Poucas coisas são tão equivocadas como o triunfalismo da pregação neopentecostal. O evangelho se torna mensagem de auto-ajuda, a cruz é substituída pelo trono e Jesus, por Lair Ribeiro. Tal pregação ignora a tensão entre o já e o ainda não. Jesus Cristo já inaugurou o reino de Deus, mas este ainda não se consumou. O mundo por vir, com sua transformação escatológica, já teve suas bases lançadas, mas ainda não chegou. Já somos filhos de Deus, temos bênçãos indescritíveis para nós reservadas, mas elas ainda não se manifestaram em sua totalidade porque ainda não entramos na plena liberdade dos filhos de Deus. Satanás já foi vencido, porque Jesus entrou em seus domínios e o amarrou, libertando-nos do seu poder e domínio, mas ainda não foi subjugado por completo.
Esta tensão tem sido ignorada em muitas análises da vida e teologia cristãs. E esta ignorância tem permitido o surgimento de muito exotismo doutrinário. Ainda não chegamos ao céu, vivemos num mundo que “jaz no Maligno” (1Jo 5.19), e somos a igreja militante, e não a triunfante. Como disse Kierkegaard, em uma oração: “Aqui no mundo não é lugar da tua Igreja triunfante, mas somente da Igreja militante… Se ela cisma dever triunfar neste mundo… ela desaparece, pois que se confundiu com o mundo… Estejas tu, então, com a tua Igreja militante, de modo que jamais venha a acontecer (e esta é a única maneira possível) que ela seja cancelada da face da terra por ter-se tornado Igreja triunfante” (Das profundezas, p. 84.).
Enquanto está aqui, a igreja é militante. Como diz o belíssimo hino 504 do HCC, em correta teologia: “Em meio aos sofrimentos que vive a enfrentar/Espera a igreja santa um dia triunfar/Pois a visão gloriosa enfim se cumprirá/E a igreja vitoriosa em paz repousará”. Sim, igreja triunfante só no céu. Somos a igreja militante.

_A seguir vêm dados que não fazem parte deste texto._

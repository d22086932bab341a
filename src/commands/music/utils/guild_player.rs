//! One task per guild owning that guild's [`PlaybackController`].
//!
//! Commands and track-end events share a single mailbox, so everything that mutates a
//! guild's playback state runs strictly one after another, while different guilds run on
//! independent tasks.

use serenity::model::id::{ChannelId, GuildId};
use tokio::sync::{mpsc, oneshot};
use tokio::task::JoinHandle;
use tracing::{debug, info};

use super::music_manager::{MusicError, MusicResult};
use super::playback::{
    Enqueued, Notifier, PlaybackController, PlaybackSnapshot, SkipToOutcome,
};
use super::voice_sink::{PlaybackToken, VoiceSink};
use crate::commands::music::audio_sources::TrackResolver;

type Reply<T> = oneshot::Sender<T>;

/// Everything a guild player can be asked to do.
#[derive(Debug)]
pub enum GuildCommand {
    Enqueue {
        query: String,
        filter: Option<String>,
        reply: Reply<MusicResult<Enqueued>>,
    },
    AdvanceIfIdle {
        reply: Reply<bool>,
    },
    Advance {
        reply: Reply<()>,
    },
    SkipCurrent {
        reply: Reply<bool>,
    },
    SkipTo {
        index: usize,
        reply: Reply<MusicResult<SkipToOutcome>>,
    },
    ReplaceFilter {
        filter: Option<String>,
        reply: Reply<()>,
    },
    Shuffle {
        reply: Reply<()>,
    },
    ClearQueue {
        reply: Reply<()>,
    },
    SetLoopSong {
        enabled: bool,
        reply: Reply<()>,
    },
    SetLoopQueue {
        enabled: bool,
        reply: Reply<()>,
    },
    Stop {
        reply: Reply<()>,
    },
    Snapshot {
        reply: Reply<PlaybackSnapshot>,
    },
    SetNoticeChannel {
        channel_id: ChannelId,
    },
    /// Posted by the voice transport when a stream finished or was stopped.
    TrackEnded {
        token: PlaybackToken,
        error: Option<String>,
    },
}

/// Cheap, cloneable front door to a guild player.
#[derive(Debug, Clone)]
pub struct GuildHandle {
    guild_id: GuildId,
    tx: mpsc::UnboundedSender<GuildCommand>,
}

impl GuildHandle {
    /// Create a handle and the mailbox its player will drain.
    pub fn mailbox(guild_id: GuildId) -> (Self, mpsc::UnboundedReceiver<GuildCommand>) {
        let (tx, rx) = mpsc::unbounded_channel();
        (Self { guild_id, tx }, rx)
    }

    pub fn guild_id(&self) -> GuildId {
        self.guild_id
    }

    /// Raw sender for transports that post [`GuildCommand::TrackEnded`].
    pub fn sender(&self) -> mpsc::UnboundedSender<GuildCommand> {
        self.tx.clone()
    }

    pub fn is_closed(&self) -> bool {
        self.tx.is_closed()
    }

    async fn request<T>(&self, build: impl FnOnce(Reply<T>) -> GuildCommand) -> MusicResult<T> {
        let (reply, response) = oneshot::channel();
        self.tx
            .send(build(reply))
            .map_err(|_| MusicError::PlayerGone)?;
        response.await.map_err(|_| MusicError::PlayerGone)
    }

    fn post(&self, command: GuildCommand) -> MusicResult<()> {
        self.tx.send(command).map_err(|_| MusicError::PlayerGone)
    }

    pub async fn enqueue(
        &self,
        query: impl Into<String>,
        filter: Option<String>,
    ) -> MusicResult<Enqueued> {
        let query = query.into();
        self.request(|reply| GuildCommand::Enqueue {
            query,
            filter,
            reply,
        })
        .await?
    }

    pub async fn advance_if_idle(&self) -> MusicResult<bool> {
        self.request(|reply| GuildCommand::AdvanceIfIdle { reply })
            .await
    }

    pub async fn advance(&self) -> MusicResult<()> {
        self.request(|reply| GuildCommand::Advance { reply }).await
    }

    pub async fn skip_current(&self) -> MusicResult<bool> {
        self.request(|reply| GuildCommand::SkipCurrent { reply })
            .await
    }

    pub async fn skip_to(&self, index: usize) -> MusicResult<SkipToOutcome> {
        self.request(|reply| GuildCommand::SkipTo { index, reply })
            .await?
    }

    pub async fn replace_filter(&self, filter: Option<String>) -> MusicResult<()> {
        self.request(|reply| GuildCommand::ReplaceFilter { filter, reply })
            .await
    }

    pub async fn shuffle(&self) -> MusicResult<()> {
        self.request(|reply| GuildCommand::Shuffle { reply }).await
    }

    pub async fn clear_queue(&self) -> MusicResult<()> {
        self.request(|reply| GuildCommand::ClearQueue { reply })
            .await
    }

    pub async fn set_loop_song(&self, enabled: bool) -> MusicResult<()> {
        self.request(|reply| GuildCommand::SetLoopSong { enabled, reply })
            .await
    }

    pub async fn set_loop_queue(&self, enabled: bool) -> MusicResult<()> {
        self.request(|reply| GuildCommand::SetLoopQueue { enabled, reply })
            .await
    }

    pub async fn stop(&self) -> MusicResult<()> {
        self.request(|reply| GuildCommand::Stop { reply }).await
    }

    pub async fn snapshot(&self) -> MusicResult<PlaybackSnapshot> {
        self.request(|reply| GuildCommand::Snapshot { reply })
            .await
    }

    pub fn set_notice_channel(&self, channel_id: ChannelId) -> MusicResult<()> {
        self.post(GuildCommand::SetNoticeChannel { channel_id })
    }

    pub fn track_ended(&self, token: PlaybackToken, error: Option<String>) -> MusicResult<()> {
        self.post(GuildCommand::TrackEnded { token, error })
    }
}

/// Spawn the task that owns `controller` and drains `mailbox`.
pub fn spawn_guild_player<R, V, N>(
    controller: PlaybackController<R, V>,
    notifier: N,
    mailbox: mpsc::UnboundedReceiver<GuildCommand>,
) -> JoinHandle<()>
where
    R: TrackResolver + 'static,
    V: VoiceSink<Stream = R::Stream> + 'static,
    N: Notifier + 'static,
{
    tokio::spawn(run_guild_player(controller, notifier, mailbox))
}

/// Process commands until every [`GuildHandle`] is dropped.
pub async fn run_guild_player<R, V, N>(
    mut controller: PlaybackController<R, V>,
    mut notifier: N,
    mut mailbox: mpsc::UnboundedReceiver<GuildCommand>,
) where
    R: TrackResolver,
    V: VoiceSink<Stream = R::Stream>,
    N: Notifier,
{
    let guild_id = controller.guild_id();
    info!("Guild player started for guild {}", guild_id);

    while let Some(command) = mailbox.recv().await {
        match command {
            GuildCommand::Enqueue {
                query,
                filter,
                reply,
            } => {
                let _ = reply.send(controller.enqueue(&query, filter).await);
            }
            GuildCommand::AdvanceIfIdle { reply } => {
                let _ = reply.send(controller.advance_if_idle(&notifier).await);
            }
            GuildCommand::Advance { reply } => {
                controller.advance(&notifier).await;
                let _ = reply.send(());
            }
            GuildCommand::SkipCurrent { reply } => {
                let _ = reply.send(controller.skip_current().await);
            }
            GuildCommand::SkipTo { index, reply } => {
                let _ = reply.send(controller.skip_to(index, &notifier).await);
            }
            GuildCommand::ReplaceFilter { filter, reply } => {
                controller.replace_filter(filter, &notifier).await;
                let _ = reply.send(());
            }
            GuildCommand::Shuffle { reply } => {
                controller.shuffle();
                let _ = reply.send(());
            }
            GuildCommand::ClearQueue { reply } => {
                controller.clear_queue();
                let _ = reply.send(());
            }
            GuildCommand::SetLoopSong { enabled, reply } => {
                controller.set_loop_song(enabled);
                let _ = reply.send(());
            }
            GuildCommand::SetLoopQueue { enabled, reply } => {
                controller.set_loop_queue(enabled);
                let _ = reply.send(());
            }
            GuildCommand::Stop { reply } => {
                controller.stop().await;
                let _ = reply.send(());
            }
            GuildCommand::Snapshot { reply } => {
                let _ = reply.send(controller.snapshot());
            }
            GuildCommand::SetNoticeChannel { channel_id } => {
                debug!("Notices for guild {} now go to {}", guild_id, channel_id);
                notifier.redirect(channel_id);
            }
            GuildCommand::TrackEnded { token, error } => {
                controller.on_track_end(token, error, &notifier).await;
            }
        }
    }

    info!("Guild player stopped for guild {}", guild_id);
}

Temos vitórias, superamos dificuldades, triunfamos sobre crises, mas ainda estamos batalhando. Este mundo não é uma penitenciária, onde purgamos nossa sentença de vidas passadas, como querem alguns. É o belo mundo de Deus, embora não seja o paraíso. Neste belo mundo de Deus, “sofrereis tribulações”, disse Jesus. A vida não se compõe apenas de triunfos. Há percalços. Tombos, arranhões e machucados sérios. A estrada para a Jerusalém celestial não tem apenas montanhas. Há vales. Há depressões. Não há como viver sem se machucar. Riobaldo Taturana, personagem de Guimarães Rosa, disse isso: “Viver é muito perigoso”. Antes dele, Mr. Dalloway, em Virginia Woolf, já dissera: “… Sempre sentira que era muito perigoso viver, por um só dia que fosse”.

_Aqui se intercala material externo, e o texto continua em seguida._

//! Fake and mock collaborators for the playback controller
//! The fakes record every interaction so tests can assert on the exact calls made.

use std::collections::{HashMap, HashSet};
use std::sync::{Arc, Mutex};
use std::time::Duration;

use async_trait::async_trait;
use mockall::mock;
use serenity::model::id::ChannelId;
use tokio::sync::mpsc;

use rusty_music::commands::music::audio_sources::{QueryExpansion, ResolvedTrack, TrackResolver};
use rusty_music::commands::music::utils::guild_player::GuildCommand;
use rusty_music::commands::music::utils::music_manager::{MusicError, MusicResult};
use rusty_music::commands::music::utils::playback::{Notice, Notifier};
use rusty_music::commands::music::utils::voice_sink::{PlaybackToken, VoiceSink};

/// What a fake stream carries: the query and filter it was resolved with.
#[derive(Debug, Clone, PartialEq, Eq)]
pub struct FakeStream {
    pub query: String,
    pub filter: Option<String>,
}

/// Listing a fake playlist produces; `error` becomes a `ResolutionFailure`.
#[derive(Debug, Clone, Default)]
pub struct FakeListing {
    pub queries: Vec<String>,
    pub skipped: usize,
    pub error: Option<String>,
}

/// Resolves any query to a stream titled `"Title of <query>"`, except those marked failing.
#[derive(Default)]
pub struct FakeResolver {
    calls: Mutex<Vec<(String, Option<String>)>>,
    failing: Mutex<HashSet<String>>,
    listings: Mutex<HashMap<String, FakeListing>>,
    delay: Mutex<Option<Duration>>,
}

impl FakeResolver {
    pub fn fail_on(&self, query: &str) {
        self.failing.lock().unwrap().insert(query.to_string());
    }

    pub fn succeed_on(&self, query: &str) {
        self.failing.lock().unwrap().remove(query);
    }

    pub fn add_listing(&self, query: &str, listing: FakeListing) {
        self.listings
            .lock()
            .unwrap()
            .insert(query.to_string(), listing);
    }

    /// Make every following `resolve` take `delay`, like a slow yt-dlp lookup.
    pub fn slow_down(&self, delay: Duration) {
        *self.delay.lock().unwrap() = Some(delay);
    }

    /// Every `(query, filter)` pair passed to `resolve`, in call order.
    pub fn calls(&self) -> Vec<(String, Option<String>)> {
        self.calls.lock().unwrap().clone()
    }

    pub fn last_call(&self) -> Option<(String, Option<String>)> {
        self.calls.lock().unwrap().last().cloned()
    }
}

#[async_trait]
impl TrackResolver for FakeResolver {
    type Stream = FakeStream;

    async fn resolve(
        &self,
        query: &str,
        filter: Option<&str>,
    ) -> MusicResult<ResolvedTrack<FakeStream>> {
        self.calls
            .lock()
            .unwrap()
            .push((query.to_string(), filter.map(str::to_string)));

        let delay = *self.delay.lock().unwrap();
        if let Some(delay) = delay {
            tokio::time::sleep(delay).await;
        }

        if self.failing.lock().unwrap().contains(query) {
            return Err(MusicError::ResolutionFailure(format!("no results for {}", query)));
        }

        Ok(ResolvedTrack {
            title: format!("Title of {}", query),
            thumbnail: None,
            stream: FakeStream {
                query: query.to_string(),
                filter: filter.map(str::to_string),
            },
        })
    }

    async fn expand(&self, query: &str) -> QueryExpansion {
        match self.listings.lock().unwrap().get(query) {
            Some(listing) => QueryExpansion {
                queries: listing.queries.clone(),
                skipped: listing.skipped,
                error: listing.error.clone().map(MusicError::ResolutionFailure),
            },
            None => QueryExpansion::single(query),
        }
    }
}

#[derive(Debug, Default)]
pub struct FakeSinkState {
    pub live: Option<(FakeStream, PlaybackToken)>,
    pub played: Vec<(FakeStream, PlaybackToken)>,
    pub stops: usize,
    pub disconnected: bool,
    /// Where end events go, mimicking the songbird event handler.
    pub events: Option<mpsc::UnboundedSender<GuildCommand>>,
}

/// In-memory voice sink. Clones share state, so a test can keep one while the controller
/// owns another.
#[derive(Clone, Default)]
pub struct FakeSink {
    state: Arc<Mutex<FakeSinkState>>,
}

impl FakeSink {
    /// A sink that reports track ends into a guild player's mailbox.
    pub fn reporting_to(events: mpsc::UnboundedSender<GuildCommand>) -> Self {
        let sink = Self::default();
        sink.state.lock().unwrap().events = Some(events);
        sink
    }

    pub fn disconnect(&self) {
        self.state.lock().unwrap().disconnected = true;
    }

    pub fn live(&self) -> Option<(FakeStream, PlaybackToken)> {
        self.state.lock().unwrap().live.clone()
    }

    pub fn live_token(&self) -> Option<PlaybackToken> {
        self.live().map(|(_, token)| token)
    }

    pub fn played(&self) -> Vec<(FakeStream, PlaybackToken)> {
        self.state.lock().unwrap().played.clone()
    }

    pub fn stops(&self) -> usize {
        self.state.lock().unwrap().stops
    }

    /// Let the live stream run out on its own, returning its token.
    pub fn finish(&self) -> Option<PlaybackToken> {
        let mut state = self.state.lock().unwrap();
        let (_, token) = state.live.take()?;
        if let Some(events) = &state.events {
            let _ = events.send(GuildCommand::TrackEnded { token, error: None });
        }
        Some(token)
    }
}

#[async_trait]
impl VoiceSink for FakeSink {
    type Stream = FakeStream;

    async fn is_playing(&self) -> bool {
        self.state.lock().unwrap().live.is_some()
    }

    async fn play(&self, stream: FakeStream, token: PlaybackToken) -> MusicResult<()> {
        let mut state = self.state.lock().unwrap();
        if state.disconnected {
            return Err(MusicError::NotConnected);
        }
        state.played.push((stream.clone(), token));
        state.live = Some((stream, token));
        Ok(())
    }

    async fn stop(&self) -> MusicResult<()> {
        let mut state = self.state.lock().unwrap();
        state.stops += 1;
        if let Some((_, token)) = state.live.take() {
            if let Some(events) = &state.events {
                let _ = events.send(GuildCommand::TrackEnded { token, error: None });
            }
        }
        Ok(())
    }
}

/// Notifier that keeps every notice it was given.
#[derive(Clone, Default)]
pub struct RecordingNotifier {
    notices: Arc<Mutex<Vec<Notice>>>,
    channel: Arc<Mutex<Option<ChannelId>>>,
}

impl RecordingNotifier {
    pub fn notices(&self) -> Vec<Notice> {
        self.notices.lock().unwrap().clone()
    }

    pub fn count(&self, predicate: impl Fn(&Notice) -> bool) -> usize {
        self.notices().iter().filter(|n| predicate(n)).count()
    }

    pub fn channel(&self) -> Option<ChannelId> {
        *self.channel.lock().unwrap()
    }
}

#[async_trait]
impl Notifier for RecordingNotifier {
    async fn notify(&self, notice: Notice) {
        self.notices.lock().unwrap().push(notice);
    }

    fn redirect(&mut self, channel_id: ChannelId) {
        *self.channel.lock().unwrap() = Some(channel_id);
    }
}

mock! {
    pub Notifier {}

    #[async_trait]
    impl Notifier for Notifier {
        async fn notify(&self, notice: Notice);
    }
}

A vida cristã não é menos perigosa: “O Diabo, vosso inimigo, anda ao redor como leão, rugindo e procurando a quem devorar” (1Pe 5.7).O Salvador nos chamou a tomarmos a cruz para segui-lo, e não o trono. Por isso, mais cautela e menos açodamento. Ao invés de dizer “Eu sou filho do Rei e mereço o melhor”, é prudente dizer: “Eu sigo a Cristo, tenho a promessa do melhor, em alguns momentos desfrutarei do melhor, mas tenho o pior dos inimigos me caçando”. E se preparar para a luta.

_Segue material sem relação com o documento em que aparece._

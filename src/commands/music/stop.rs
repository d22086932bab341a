use super::*;

/// Stop the music, clear the queue, and leave the voice channel
#[poise::command(slash_command, category = "Music")]
pub async fn stop(ctx: Context<'_>) -> CommandResult {
    ctx.defer().await?;

    let result: MusicResult<CreateReply> = async {
        let player = guild_player(ctx).await?;
        player.stop().await?;

        // The main goal (stopping) is achieved even if leaving fails
        if let Err(e) = MusicManager::leave_channel(ctx.serenity_context(), player.guild_id()).await
        {
            warn!("Failed to leave voice channel during stop: {}", e);
        }

        Ok(embedded_messages::stopped())
    }
    .await;

    respond(ctx, result).await
}
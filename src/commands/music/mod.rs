pub mod clearqueue;
pub mod filter;
pub mod looping;
pub mod nowplaying;
pub mod play;
pub mod queue;
pub mod shuffle;
pub mod skip;
pub mod skipto;
pub mod stop;

pub mod audio_sources;
pub mod utils;

use crate::{CommandResult, Context};
use poise::CreateReply;
use tracing::{debug, info, warn};
use utils::{
    embedded_messages,
    filters::FilterPreset,
    guild_player::GuildHandle,
    music_manager::{MusicError, MusicManager, MusicResult},
    playback::SkipToOutcome,
};

/// The invoking guild's player; the invoking channel becomes its notice channel.
async fn guild_player(ctx: Context<'_>) -> MusicResult<GuildHandle> {
    let guild_id = ctx.guild_id().ok_or(MusicError::NotInGuild)?;
    let player = ctx
        .data()
        .music
        .player(ctx.serenity_context(), guild_id)
        .await?;

    player.set_notice_channel(ctx.channel_id())?;
    Ok(player)
}

/// Send the command's reply, or an error embed when it failed.
async fn respond(ctx: Context<'_>, result: MusicResult<CreateReply>) -> CommandResult {
    let reply = match result {
        Ok(reply) => reply,
        Err(err) => {
            warn!(
                "/{} failed in guild {:?}: {}",
                ctx.command().name,
                ctx.guild_id(),
                err
            );
            embedded_messages::error(&err)
        }
    };

    ctx.send(reply).await?;
    Ok(())
}
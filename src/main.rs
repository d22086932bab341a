use ::serenity::all::ClientBuilder;
use dotenv::dotenv;
use poise::serenity_prelude as serenity;
use songbird::SerenityInit;
use std::sync::Arc;
use tracing::{error, info};
use tracing_subscriber::{EnvFilter, FmtSubscriber};

use rusty_music::commands::music::{
    audio_sources::SourceResolver,
    clearqueue::*,
    filter::*,
    looping::*,
    nowplaying::*,
    play::*,
    queue::*,
    shuffle::*,
    skip::*,
    skipto::*,
    stop::*,
    utils::music_manager::MusicManager,
};
use rusty_music::config::BotConfig;
use rusty_music::{CommandResult, Context, Data, Error};

#[poise::command(slash_command, category = "General")]
async fn help(
    ctx: Context<'_>,
    #[description = "Specific command to show help about"]
    #[autocomplete = "poise::builtins::autocomplete_command"]
    command: Option<String>,
) -> CommandResult {
    poise::builtins::help(
        ctx,
        command.as_deref(),
        poise::builtins::HelpConfiguration {
            show_context_menu_commands: true,
            ..Default::default()
        },
    )
    .await
    .map_err(|e| e.into())
}

#[poise::command(prefix_command, hide_in_help)]
async fn register(ctx: Context<'_>) -> Result<(), Error> {
    poise::builtins::register_application_commands_buttons(ctx)
        .await
        .map_err(|e| e.into())
}

async fn on_error(error: poise::FrameworkError<'_, Data, Error>) {
    match error {
        poise::FrameworkError::Command { error, ctx, .. } => {
            error!("Command /{} failed: {}", ctx.command().name, error);
        }
        other => {
            if let Err(e) = poise::builtins::on_error(other).await {
                error!("Error while handling error: {}", e);
            }
        }
    }
}

#[tokio::main]
async fn main() -> Result<(), Error> {
    // Initialize logging with debug level for our crate
    FmtSubscriber::builder()
        .with_env_filter(
            EnvFilter::try_from_default_env()
                .unwrap_or_else(|_| EnvFilter::new("rusty_music=debug,warn")),
        )
        .with_thread_ids(true)
        .with_line_number(true)
        .with_file(true)
        .with_target(true)
        .with_ansi(true)
        .pretty()
        .init();

    dotenv().ok();

    let config = BotConfig::from_env()?;
    if config.spotify.is_none() {
        info!("Spotify credentials not set, Spotify links will be rejected");
    }

    let resolver = Arc::new(SourceResolver::new(&config, reqwest::Client::new()));
    let music = Arc::new(MusicManager::new(resolver, config.settle_delay));

    let intents = serenity::GatewayIntents::non_privileged()
        | serenity::GatewayIntents::MESSAGE_CONTENT
        | serenity::GatewayIntents::GUILD_VOICE_STATES;

    let commands = vec![
        // Default commands
        register(),
        help(),
        // Music commands
        play(),
        skip(),
        skipto(),
        queue(),
        clearqueue(),
        stop(),
        nowplaying(),
        shuffle(),
        loop_song(),
        loop_queue(),
        filter(),
    ];

    let data_music = music.clone();
    let framework = poise::Framework::builder()
        .options(poise::FrameworkOptions {
            commands,
            on_error: |error| Box::pin(on_error(error)),
            ..Default::default()
        })
        .setup(move |ctx, _ready, framework| {
            Box::pin(async move {
                poise::builtins::register_globally(ctx, &framework.options().commands).await?;
                Ok(Data { music: data_music })
            })
        });

    let mut client = ClientBuilder::new(&config.discord_token, intents)
        .framework(framework.build())
        .register_songbird()
        .await?;

    let shard_manager = client.shard_manager.clone();
    tokio::spawn(async move {
        if let Err(e) = tokio::signal::ctrl_c().await {
            error!("Failed to listen for Ctrl-C: {}", e);
            return;
        }

        info!("Received Ctrl-C, stopping all guild players");
        music.shutdown().await;
        shard_manager.shutdown_all().await;
    });

    client.start().await.map_err(Into::into)
}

Se você estiver passando por dificuldades e enfrentando grande crise, examine a situação com objetividade. Se for culpa sua, arrependa-se. Diz Pedro: “Mas nenhum de vós sofra como homicida, ladrão, praticante do mal, ou como quem se intromete em negócios alheios” (1Pe 4.15). Conserte a vida. Ponha-a em ordem. Mas se sofre por sua fé, eis a continuação da palavra de Pedro: “Entretanto, se sofrer como cristão, não se envergonhe disto; antes glorifique a Deus por meio desse nome” (1Pe 4.16).
Sofrer não é pecado nem falta de fé. Faz parte da vida. E em alguns momentos é inevitável a quem segue a Cristo. Jesus disse que teríamos “tribulações”. O termo grego usado por João é thlipsis, com a idéia de aflição, opressão e adversidades. Se você é mesmo um crente em Jesus Cristo e tomou a cruz, por certo que sofrerá. Jesus sofreu. Mas ele mesmo diz: “mas tende fé e coragem! Eu venci o mundo!“. Lute sempre. Um dia, você, que é membro da igreja militante, receberá sua recompensa como igreja triunfante.